Five years …

I’ve sat in front of recruiters as they’ve asked me where I expect to see myself in five years time. I am not a fan of this question. I sit there trying to read their faces. To me, five years is insanity. I’m not even sure I can guarantee my existence for a week.

I start to feel my heart race. Can they tell how panicked I am? I start to sweat. Can they now see I’m panicked? At this point my eyes are darting around the room wondering how I can escape this question. I can’t. At this point I think about the job I’ve applied for and think about where they might potentially want the position to be doing in five years time.

If I think five years back I am shocked at how far I’ve come. Five years ago I had long hair that could be pulled back, I wasn’t as heavily tattooed, I would never have made a joke, I would say yes to everything, wouldn’t let people see any of the horrors I’ve lived with in my head and if you asked me I’d tell you I would want a quiet country life.

Five years from that point and all of that is wrong and even though I don’t understand who I am I can recognise what I’m not. I’m not the quiet country girl. I was and did everything I could to try to become the person my parents wanted me to be. Maybe they’d love me if I could make myself better and good in their eyes. Nothing ever seemed good enough. I tried. I tried very hard to live up to what they expected. Even now I wonder what was so wrong with me that they couldn’t love me.

Today I am heavily tattooed. I swear too much. I hurt myself too much. I crash hard too much. My hair is insane. My clothes are short, sometimes tight and I always love to make a piece a little different by tacking on some weird bow or matching it with a crazy beanie.

I fucking hate the country and love cities. Cities are busy, colourful, noisy. They are filthy, grim and dangerous and it’s busy at all hours of the day. I love that I walk around and I know nobody. I’m alone but not alone. That’s somewhat comforting.

I know I’m not being judged. Nobody I walk past cares. They are all busy trying to get to their destination. I can wear the most insane things and I’m not out of place.

I like traffic in the rain. Everyone is bustling about, headlights, warmth of your heater on your fingers, the promise of your destination heating your body up even more. And the rain. The rain looks so pretty when it falls on my window and I see the lights of the city dancing with through it.

Most people don’t like fighting for car parking but this is just a promise that wherever you are headed is busy with people of all types. Restaurants, cafes and dodging traffic when on foot is like heaven to me. The odd little quirky finds. Those hidden city secrets.

In five years time – if Pedro the black dog has swallowed me whole – I’d like to think I’d be in a busier city than what I currently live in.

 

That dog you have there, he is dangerous

Pedro is a scrappy and unruly black dog. He is distinctive in that he has a few white spots spread across his body and tail. Pedro is a kelpie crossed with a border collie, and he has fluffy velvety ears.

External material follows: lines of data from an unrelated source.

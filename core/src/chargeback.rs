//! Chargeback (commission clawback) schedule lookup.
//!
//! A schedule is a set of thresholds: "if the sale is cancelled by
//! payment N, reverse P% of the commission". The applicable rule is the
//! nearest threshold at or above the number of payments made. A sale that
//! survived past every threshold owes nothing.

use crate::{
    error::{CoreError, CoreResult},
    types::{PaymentCount, Percent, ProductId, TenantId},
};
use serde::{Deserialize, Serialize};
use std::collections::HashSet;

#[derive(Debug, Clone, Copy, PartialEq, Serialize, Deserialize)]
pub struct ChargebackRule {
    pub max_payment_number: PaymentCount,
    pub percentage:         Percent,
}

/// Percentage to claw back after `payments_made` installments, if any.
///
/// Rules may arrive in any order; a sorted copy is scanned. Equal
/// thresholds keep their input order, so the first one listed wins.
pub fn resolve(rules: &[ChargebackRule], payments_made: PaymentCount) -> Option<Percent> {
    applicable(rules, payments_made).map(|rule| rule.percentage)
}

fn applicable(rules: &[ChargebackRule], payments_made: PaymentCount) -> Option<ChargebackRule> {
    let mut sorted = rules.to_vec();
    sorted.sort_by_key(|rule| rule.max_payment_number);
    sorted
        .into_iter()
        .find(|rule| rule.max_payment_number >= payments_made)
}

/// A validated rule set for one tenant's product.
///
/// Thresholds are unique and at least 1; percentages lie in 0–100.
/// Rules are kept sorted ascending.
#[derive(Debug, Clone, PartialEq, Serialize)]
pub struct ChargebackSchedule {
    tenant_id:  TenantId,
    product_id: ProductId,
    rules:      Vec<ChargebackRule>,
}

impl ChargebackSchedule {
    pub fn new(
        tenant_id: impl Into<TenantId>,
        product_id: impl Into<ProductId>,
        mut rules: Vec<ChargebackRule>,
    ) -> CoreResult<Self> {
        let mut seen = HashSet::new();
        for rule in &rules {
            if rule.max_payment_number == 0 {
                return Err(CoreError::validation(
                    "max_payment_number",
                    "thresholds start at payment 1",
                ));
            }
            if !(0.0..=100.0).contains(&rule.percentage) {
                return Err(CoreError::validation(
                    "percentage",
                    format!(
                        "{} at payment {} is outside 0-100",
                        rule.percentage, rule.max_payment_number
                    ),
                ));
            }
            if !seen.insert(rule.max_payment_number) {
                return Err(CoreError::validation(
                    "max_payment_number",
                    format!("duplicate threshold {}", rule.max_payment_number),
                ));
            }
        }
        rules.sort_by_key(|rule| rule.max_payment_number);

        Ok(Self {
            tenant_id: tenant_id.into(),
            product_id: product_id.into(),
            rules,
        })
    }

    pub fn tenant_id(&self)  -> &str               { &self.tenant_id }
    pub fn product_id(&self) -> &str               { &self.product_id }
    pub fn rules(&self)      -> &[ChargebackRule]  { &self.rules }
    pub fn is_empty(&self)   -> bool               { self.rules.is_empty() }

    pub fn resolve(&self, payments_made: PaymentCount) -> Option<Percent> {
        let pct = resolve(&self.rules, payments_made);
        log::debug!(
            "chargeback: {}/{} payments_made={payments_made} -> {pct:?}",
            self.tenant_id, self.product_id
        );
        pct
    }

    /// The rule that decides the outcome, for audit display.
    pub fn applicable_rule(&self, payments_made: PaymentCount) -> Option<ChargebackRule> {
        applicable(&self.rules, payments_made)
    }

    /// Highest threshold; past it the sale is clear of clawback.
    pub fn last_threshold(&self) -> Option<PaymentCount> {
        self.rules.last().map(|rule| rule.max_payment_number)
    }
}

He sounds very adorable, right? He is at first glance.

He gets excited quickly but this turns into anger. His barking assumes an abnormal tone, he salivates in the mouth and at this point can’t swallow or drink, His gait then becomes uncoordinated and he has difficulty walking.  His large and strong body frame commands respect as he growls.

Pedro never leaves my side. He is with me wherever I go. If I try to starve him, he’ll find some way to be fed but he gets very angry when this happens. He always knows the best way to make me suffer.

The more you push him away, the more he lunges with strength at you. He is getting to be a pretty big dog these days and I worry he has some growing still to do.

Pedro knows how my story ends. He is creating it every single day. He taunts and wags his tail as he bails me up against the ledge of the cliff. He is one very short growl from sending me jumping off. I’m not going to fight him anymore because I’ve already got the scars and bruises from that game.

Several dog behaviour therapists have tried to tame this beast but nobody has ever been able to completely sedate him. They give him a cocktail of colourful large pills and tell him they will make the bad dark go away. It makes him a little more predicable than he normally is but his anger is still out of control. Pedro grew up with the rules being skewed and now has no idea how to unskew them.

Pedro is much smarter than I am. He knows all the tricks too. Getting him interested in something a distance away and having him chase it before quickly making my escape. Pedro owns me. He controls me. He tells me where to go, what to wear, who to talk to.

This hulk of a dog wants me to know how stupid I’ve been. How irresponsible I’ve been in having those two kids. Stupid for building that life up the I have.

Pedro wants me to declare defeat. He wants to see that white flag. He wants to win. He is clever and strong. I’ve got a knife and he has a gun. Pedro will win. He knows it. This is the story he is so skilfully manipulating. Pedro is that dog that does learn new tricks. He is always five steps ahead.